Jason Kander left politics to treat his PTSD. His new mission? Helping fellow vets

Jason Kander speaks with members of the media on November 8, 2016 outside a polling place in Kansas City, Missouri. (Photo by Whitney Curtis/Getty Images)

KANSAS CITY, Mo. — Last fall, Jason Kander was considered a rising star in the Democratic party.

The U.S. Army combat veteran had served as Missouri’s Secretary of State, nearly beaten a Republican incumbent for a U.S. Senate seat in 2016 and was the front-runner in the race for Kansas City mayor. There was even talk of him running for president.

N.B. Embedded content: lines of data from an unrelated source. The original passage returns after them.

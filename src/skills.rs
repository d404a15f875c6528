use chrono::Datelike;

use crate::models::{Questionnaire, Skill, SkillScores};

pub const MAX_LEVEL: u32 = 5;

/// Questionnaires feeding one month's live scores.
#[derive(Debug)]
pub struct MonthSelection<'a> {
    pub questionnaires: Vec<&'a Questionnaire>,
    /// True when nothing was due in the month and every completed
    /// questionnaire was used instead.
    pub fell_back: bool,
}

pub fn select_month(questionnaires: &[Questionnaire], year: i32, month: u32) -> MonthSelection<'_> {
    let in_month: Vec<&Questionnaire> = questionnaires
        .iter()
        .filter(|q| q.deadline.year() == year && q.deadline.month() == month)
        .collect();

    if !in_month.is_empty() {
        return MonthSelection {
            questionnaires: in_month,
            fell_back: false,
        };
    }

    MonthSelection {
        questionnaires: questionnaires.iter().filter(|q| q.is_completed()).collect(),
        fell_back: true,
    }
}

/// Half-up rounding, clamped at zero.
pub fn round_half_up(value: f64) -> u32 {
    if value.is_nan() || value <= 0.0 {
        return 0;
    }
    (value + 0.5).floor() as u32
}

fn percent(numerator: usize, denominator: usize) -> u32 {
    if denominator == 0 {
        return 0;
    }
    round_half_up(numerator as f64 / denominator as f64 * 100.0)
}

fn rate(successes: usize, attempts: usize) -> f64 {
    if attempts == 0 {
        0.0
    } else {
        successes as f64 / attempts as f64
    }
}

/// Computes the six questionnaire-derived scores; humility is left at zero.
pub fn aggregate(questionnaires: &[&Questionnaire]) -> SkillScores {
    let total = questionnaires.len();
    let reflections: Vec<_> = questionnaires
        .iter()
        .filter_map(|q| q.answers.as_ref())
        .map(|answers| &answers.reflection)
        .collect();

    let ratings: Vec<f64> = reflections
        .iter()
        .filter_map(|r| r.q1)
        .map(f64::from)
        .collect();
    let planning = if ratings.is_empty() {
        0
    } else {
        let average = ratings.iter().sum::<f64>() / ratings.len() as f64;
        round_half_up((average - 1.0) / 4.0 * 100.0).min(100)
    };

    let conducted = reflections
        .iter()
        .filter(|r| r.did_conduct_interview == Some(true))
        .count();
    let extracted = reflections
        .iter()
        .filter(|r| r.did_conduct_interview == Some(true) && r.could_extract_issue == Some(true))
        .count();
    let interviewed = reflections
        .iter()
        .filter(|r| r.was_interviewed == Some(true))
        .count();
    let spoke = reflections
        .iter()
        .filter(|r| r.did_speak_up == Some(true))
        .count();
    let conveyed = reflections
        .iter()
        .filter(|r| r.did_speak_up == Some(true) && r.could_convey == Some(true))
        .count();

    // The ratio is rounded to 0 or 1 before scaling, so this score is all or nothing.
    let involvement = if total == 0 {
        0
    } else {
        round_half_up((conducted + interviewed) as f64 / (2 * total) as f64) * 100
    };

    let dialogue_rate = (rate(extracted, conducted) + rate(conveyed, spoke)) / 2.0;
    let completed = questionnaires.iter().filter(|q| q.is_completed()).count();

    SkillScores {
        strategic_planning: planning,
        problem_setting: percent(extracted, conducted),
        involvement,
        dialogue: round_half_up(dialogue_rate * 100.0),
        execution: planning,
        completion: percent(completed, total),
        humility: 0,
    }
}

pub fn with_humility(scores: SkillScores, humility: u32) -> SkillScores {
    SkillScores {
        humility: humility.min(100),
        ..scores
    }
}

pub fn skill_level(score: u32) -> u32 {
    (score / 20 + 1).min(MAX_LEVEL)
}

/// Rounded mean of the per-skill levels.
pub fn overall_level(scores: &SkillScores) -> u32 {
    let levels: Vec<u32> = scores.entries().iter().map(|(_, score)| skill_level(*score)).collect();
    let sum: u32 = levels.iter().sum();
    round_half_up(f64::from(sum) / levels.len() as f64)
}

fn ranked(scores: &SkillScores) -> Vec<(Skill, u32)> {
    let mut entries = scores.entries();
    entries.sort_by(|a, b| b.1.cmp(&a.1));
    entries
}

pub fn highest(scores: &SkillScores) -> (Skill, u32) {
    ranked(scores)[0]
}

pub fn lowest(scores: &SkillScores) -> (Skill, u32) {
    let entries = ranked(scores);
    entries[entries.len() - 1]
}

But Kander made headlines when he suddenly dropped out of the race to get treatment for post-traumatic stress disorder. In a public letter to his supporters, he admitted it was a step he’d avoided for years.

“I was afraid of the stigma. … But it’s just getting worse,” he wrote. “So, after 11 years of trying to outrun depression and PTSD symptoms, I have finally concluded that it’s faster than me. That I have to stop running, turn around, and confront it.”

He ultimately got help from the Veterans Community Project, a Kansas City-based nonprofit co-founded by Chris Stout, a 2018 Top 10 CNN Hero. The veteran-run group is known for providing tiny homes to homeless veterans. But it also assists all former servicemembers with issues like jobs, transportation and mental health.

“During my mayoral campaign, I’d toured and was blown away by it. Then when I made my announcement … I quickly realized that navigating the VA process was a bit more than I’d expected. So, I reached out,” Kander said. “I went in and they treated me like any other vet they serve.”

“All of us here have experience with all of the shrinks at the V.A., so we just started helping him through that process,” Stout said. “People most often see us as an organization that provides housing. … It’s great that (now) people know that we’ll help you with anything when you walk in the door.”

The treatment helped Kander. So did hanging out at the group’s outreach center.

“(Before) I didn’t make time to hang out with other veterans like maybe I should have because it’s been very therapeutic to do that,” Kander said. “There’s a reason that past generations have been hanging out at VFW halls. There’s a comfort in being around fellow combat vets.”

Earlier this week, the organization announced that Kander will help lead the nonprofit’s national expansion. The group hopes to open eight additional locations across the country by 2022. Kander calls the role his “new mission.”

“I was really impressed by everything that VCP does and found it inspiring,” Kander said. “Long term, we want to end veteran homelessness nationwide and make sure no veterans fall through the cracks.”